Studenten und Flüchtlinge wohnen zusammen

Bild: Denise Auer
70 Studierende und 70 Flüchtlinge sollen in WGs zusammenleben, Privatsphäre ist Mangelware.

 

Berührungsängste darf man hier keine haben: Im Flüchtlings- und Studentenheim Kempelengasse 1 in Favoriten gibt es keine Einzelzimmer. Wer einzieht, bekommt einen Platz in einem Doppel-, Drei- oder Vierbettzimmer zugewiesen. Duschen kann man nur im Gemeinschafts-Badezimmer. 

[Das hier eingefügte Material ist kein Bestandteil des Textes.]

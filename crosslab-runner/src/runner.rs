//! Backtest runner: wires together loading, the core pipeline and reporting.
//!
//! Two entry points:
//! - `run_from_config()`: loads data from the configured source, then runs. Used by the CLI.
//! - `run_on_series()`: takes an already-loaded series. Used by sweeps and tests.

use chrono::NaiveDate;
use serde::Serialize;
use thiserror::Error;
use tracing::info;

use crosslab_core::data::DataSource;
use crosslab_core::fingerprint::result_hash;
use crosslab_core::metrics::buy_and_hold_return;
use crosslab_core::signal::CrossoverMarker;
use crosslab_core::{
    run_backtest, Backtest, BacktestError, BacktestParams, Bar, PositionChange,
};

use crate::config::{BacktestConfig, ConfigError};
use crate::data_loader::{load_series, LoadError, LoadedData};

/// Errors from the runner.
#[derive(Debug, Error)]
pub enum RunError {
    #[error("config error: {0}")]
    Config(#[from] ConfigError),
    #[error("data error: {0}")]
    Data(#[from] LoadError),
    #[error("backtest error: {0}")]
    Backtest(#[from] BacktestError),
}

/// Current schema version for serialized results.
pub const SCHEMA_VERSION: u32 = 1;

/// Complete result of a single backtest run.
///
/// Serialized for reports only: undefined series cells are written as `null`,
/// so the JSON is not read back.
#[derive(Debug, Clone, Serialize)]
pub struct BacktestResult {
    pub schema_version: u32,
    pub symbol: String,
    pub start_date: NaiveDate,
    pub end_date: NaiveDate,
    pub source: DataSource,
    pub has_synthetic: bool,
    pub bar_count: usize,
    /// Return of holding the asset over the same span, for comparison.
    pub benchmark_return: f64,
    /// Entry and exit crossovers in date order.
    pub markers: Vec<CrossoverMarker>,
    /// Completed entry/exit pairs.
    pub trade_count: usize,
    pub dataset_hash: String,
    pub result_hash: String,
    pub data_quality_warnings: Vec<String>,
    /// Input bars, aligned with every series in `backtest`.
    pub bars: Vec<Bar>,
    pub backtest: Backtest,
}

impl BacktestResult {
    pub fn params(&self) -> &BacktestParams {
        &self.backtest.params
    }
}

/// Load the configured data and run one backtest.
pub fn run_from_config(
    config: &BacktestConfig,
    today: NaiveDate,
) -> Result<BacktestResult, RunError> {
    config.validate(today)?;
    let loaded = load_series(config, today)?;
    run_on_series(&loaded, &config.params())
}

/// Run one backtest on pre-loaded data.
pub fn run_on_series(
    loaded: &LoadedData,
    params: &BacktestParams,
) -> Result<BacktestResult, RunError> {
    let series = &loaded.series;
    let backtest = run_backtest(series, params)?;

    let markers = backtest.signals.markers(series);
    let trade_count = count_trades(&markers);
    let benchmark_return = buy_and_hold_return(&series.closes());

    let mut warnings = Vec::new();
    let gaps = series.gap_count();
    if gaps > 0 {
        warnings.push(format!("{gaps} bars have no close"));
    }
    let flat = backtest.portfolio.held_flat_bars();
    if flat > 0 {
        warnings.push(format!(
            "portfolio value held flat on {flat} bars with undefined returns"
        ));
    }
    if loaded.has_synthetic {
        warnings.push("results computed on synthetic data".to_string());
    }

    let (start_date, end_date) = match (series.first_date(), series.last_date()) {
        (Some(first), Some(last)) => (first, last),
        _ => {
            return Err(BacktestError::InsufficientData {
                bars: 0,
                required: params.min_bars(),
            }
            .into())
        }
    };

    info!(
        symbol = %loaded.symbol,
        short = params.short_window,
        long = params.long_window,
        bars = series.len(),
        total_return = backtest.metrics.total_return,
        trades = trade_count,
        "backtest complete"
    );

    Ok(BacktestResult {
        schema_version: SCHEMA_VERSION,
        symbol: loaded.symbol.clone(),
        start_date,
        end_date,
        source: loaded.source,
        has_synthetic: loaded.has_synthetic,
        bar_count: series.len(),
        benchmark_return,
        markers,
        trade_count,
        dataset_hash: loaded.dataset_hash.clone(),
        result_hash: result_hash(&backtest),
        data_quality_warnings: warnings,
        bars: series.bars().to_vec(),
        backtest,
    })
}

/// Number of exits that close an earlier entry.
pub fn count_trades(markers: &[CrossoverMarker]) -> usize {
    let mut open = false;
    let mut trades = 0;
    for m in markers {
        match m.change {
            PositionChange::Entry => open = true,
            PositionChange::Exit if open => {
                open = false;
                trades += 1;
            }
            _ => {}
        }
    }
    trades
}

"Integration entsteht dann, wenn man sich öffnet", sagt Caritas-Generalsekretär Klaus Schwertner. "Dafür braucht man auch Orte der Begegnung. Unser neues Wohnprojekt soll ein solcher Ort sein." Die Idee sei es, eine unkonventionelle, selbstbestimmte Art des Zusammenlebens verschiedener Kulturen zu ermöglichen. 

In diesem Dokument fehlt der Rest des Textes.